Normally, it should be deployed a new pod replica as the request come become huge and huge. But what I see instead that, my pod is just crashing and restarting. I’m curious why this happened. And later, after looking for the HPA details, I see a weird thing.
$ kubectl get hpa
NAME REFERENCE TARGETS MINPODS MAXPODS REPLICAS AGE
landing Deployment/landing <unknown>/70% 1 10 1 74d
Target is unknown in HPA
Or in the detail version, with describe
command.
$ kubectl describe hpa landing
hpa describe with unknown current resources
In the metrics section, it shows <unknown>/70%
. Why does this happen?
Solution
So after searching for many solutions and StackOverflow question, luckily there’s an SO answer that really help me, why my HPA is not working.
So, after I learned from the SO answer, I think my Kubernetes cluster is still doesn’t have the metrics server to retrieve the current used resource on the pods.
So the solution is I must install the metric server in my Kubernetes cluster. The metric-server that I need to install can be found in this repository: https://github.com/kubernetes-incubator/metrics-server
Actually, if we go to the repository, it already shows how to implement the metric-server to Kubernetes cluster. But, I’ll copy the steps from the Github repository here.
Steps
- Clone that repository
$ git clone https://github.com/kubernetes-incubator/metrics-server.git
.....
$ cd metrics-server
- Deploy the configurations with
kubectl
command.
$ kubectl apply -f deploy/1.8+/
apply the metric-server deployment
- And the next step is, to edit the metric-server deployment flag
$ kubectl edit deploy -n kube-system metrics-server
- And add the flags arguments as needed. All the available flags can be seen in the Github repository. But I just used the default one that displayed in the github repository
args:
- --kubelet-insecure-tls
- --kubelet-preferred-address-types=InternalIP,ExternalIP,Hostname
- Add it and save it.
$ kubectl edit deployment metrics-server
Edit the deployment for metrics-server
Edit and add the arguments for the containers of metrics-server
*Oh yeah, the metrics-server will be deployed in kube-system namespace, so if you can’t look the deployment name, maybe you can switch the namespace.

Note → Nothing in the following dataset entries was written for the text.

#[derive(Args, Debug)]
struct RecordArgs {
    #[arg(long)]
    title: String,
    #[arg(long)]
    symptom: String,
    #[arg(long, default_value = "")]
    root_cause: String,
    #[arg(long = "fix")]
    fix_actions: Vec<String>,
    #[arg(long = "evidence")]
    verification_evidence: Vec<String>,
    #[arg(long = "tag")]
    tags: Vec<String>,
    /// Ontology tags: entity, relation, business_rule, decision_policy,
    /// execution_flow.
    #[arg(long = "ontology")]
    ontology_tags: Vec<String>,
    #[arg(long)]
    status: Option<String>,
    #[arg(long, default_value = "manual")]
    source: String,
}

#[derive(Args, Debug)]
struct MitigationArgs {
    key: String,
    /// Mark the existing mitigation resolved instead of attaching one.
    #[arg(long, conflicts_with_all = ["exit_criteria", "cleanup_task", "deadline"])]
    resolve: bool,
    #[arg(long, default_value = "")]
    exit_criteria: String,
    #[arg(long, default_value = "")]
    cleanup_task: String,
    /// ISO-8601 deadline, e.g. 2026-03-01T00:00:00Z.
    #[arg(long, default_value = "")]
    deadline: String,
}

#[derive(Args, Debug)]
struct FindArgs {
    query: String,
    /// cache, remote, or hybrid.
    #[arg(long, default_value = "hybrid")]
    mode: String,
    #[arg(long)]
    max_shards: Option<usize>,
    #[arg(long)]
    allow_remote_fullscan: bool,
    #[arg(long)]
    limit: Option<usize>,
}

#[derive(Args, Debug, Clone)]
struct PipelineRunArgs {
    /// One spec runs inline; several default to orchestrate mode.
    #[arg(required = true)]
    specs: Vec<String>,
    #[arg(long)]
    fail_fast: bool,
    #[arg(long)]
    continue_on_warning: bool,
    #[arg(long)]
    strict: bool,
    #[arg(long)]
    from_stage: Option<String>,
    #[arg(long)]
    to_stage: Option<String>,
}

#[derive(Subcommand, Debug)]
enum PipelineCmd {
    /// Execute the stage chain for one or more specs.
    Run(PipelineRunArgs),
    /// Resume the latest in-progress run.
    Resume { spec: String },
    /// Show run history for a spec.
    Status { spec: String },
}

#[derive(Subcommand, Debug)]
enum OrchestrateCmd {
    /// Run specs in dependency-ordered batches.
    Run(OrchestrateRunArgs),
    /// Request a cooperative stop (idempotent).
    Stop,
    /// Show the current status snapshot.
    Status,
}

#[derive(Args, Debug)]
struct OrchestrateRunArgs {
    /// Specs to run (default: every spec).
    #[arg(long = "spec")]
    specs: Vec<String>,
    #[arg(long, default_value_t = 4)]
    max_parallel: usize,
    /// Single-run rate-limit profile override (not persisted).
    #[arg(long)]
    profile: Option<String>,
    /// Agent command; defaults to a per-spec `sce pipeline run` bootstrap.
    #[arg(long)]
    agent_cmd: Option<String>,
    /// Agent argument (repeatable); `{spec}` expands to the spec name.
    #[arg(long = "agent-arg")]
    agent_args: Vec<String>,
    /// Per-spec wall-clock deadline (e.g. 30m).
    #[arg(long, default_value = "30m")]
    spec_timeout: String,
}

#[derive(Subcommand, Debug)]
enum StudioCmd {
    /// Create a job from a chat handle.
    Plan {
        #[arg(long)]
        from_chat: String,
        #[arg(long)]
        goal: Option<String>,
        #[arg(long)]
        target: Option<String>,
    },
    /// Generate a patch bundle for a scene.
    Generate {
        #[arg(long)]
        job: Option<String>,
        #[arg(long)]
        scene: String,
        #[arg(long)]
        target: Option<String>,
        #[arg(long)]
        patch_bundle: Option<String>,
    },
    /// Apply the generated patch bundle.
    Apply {
        #[arg(long)]
        job: Option<String>,
        #[arg(long)]
        patch_bundle: Option<String>,
        #[arg(long)]
        password: Option<String>,
    },
    /// Run the verify gate.
    Verify {
        #[arg(long)]
        job: Option<String>,
        /// fast, standard, or strict.
        #[arg(long, default_value = "standard")]
        profile: String,
        /// Gate-step declaration document (default config/gate-steps.json).
        #[arg(long)]
        steps: Option<PathBuf>,
    },
    /// Run the release gate and cut a release.
    Release {
        #[arg(long)]
        job: Option<String>,
        /// dev or prod.
        #[arg(long, default_value = "dev")]
        channel: String,
        /// standard or strict.
        #[arg(long, default_value = "standard")]
        profile: String,
        #[arg(long)]
        release_ref: Option<String>,
        #[arg(long)]
        steps: Option<PathBuf>,
        #[arg(long)]
        password: Option<String>,
    },
    /// Roll the job back (terminal).
    Rollback {
        #[arg(long)]
        job: Option<String>,
        #[arg(long)]
        reason: String,
        #[arg(long)]
        password: Option<String>,
    },
    /// Show a job.
    Status {
        #[arg(long)]
        job: Option<String>,
    },
    /// Print the next command token for a job.
    Next {
        #[arg(long)]
        job: Option<String>,
    },
    /// Show the per-job event log.
    Events {
        #[arg(long)]
        job: Option<String>,
        #[arg(long)]
        tail: Option<usize>,
    },
}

- And after editing the deployment config, the HPA should be working now
The HPA Status
Testing the HPA
And after editing the deployment configurations with the required arguments. The HPA should be working right now. To prove it worked or not, I try to create a load test again with the high concurrent request. And also looking for the HPA details and pods status in Kubernetes.
The HPA already works perfectly now. If the request consumes exceed the target resources, the HPA will deploy a new replica of our pods automatically. And if the request usage goes down again to normal, the HPA will delete our pod’s replicas automatically.
This is the screenshot to the HPA status if I watch the HPA in the details.
The HPA detected the current request and add replicas if needed
And this is the screenshot that happening if we watch the pods status. It will deploy a new pod according the HPA status.
A new pod will deployed automatically
Takeaways
So to enable the HPA, we also need to install the metrics-server in our Kubernetes clusters. It’s not enough just have the HPA scripts. Because the HPA will need the metrics-data to do its job.
And well, what I write here is just the default steps, actually, you can customize the deployment config for the metric-server like what Prafull do in his answer in Stackoverflow.
But today, I learned something new to me. It needs 2 hours for me to understand and fix this by myself. Maybe the practice that I made is still not the best one. But for now, it solved my issue. I’ll learn the best solution later.
And I look forward to learning something new again in the future related to Kubernetes and Software Engineering.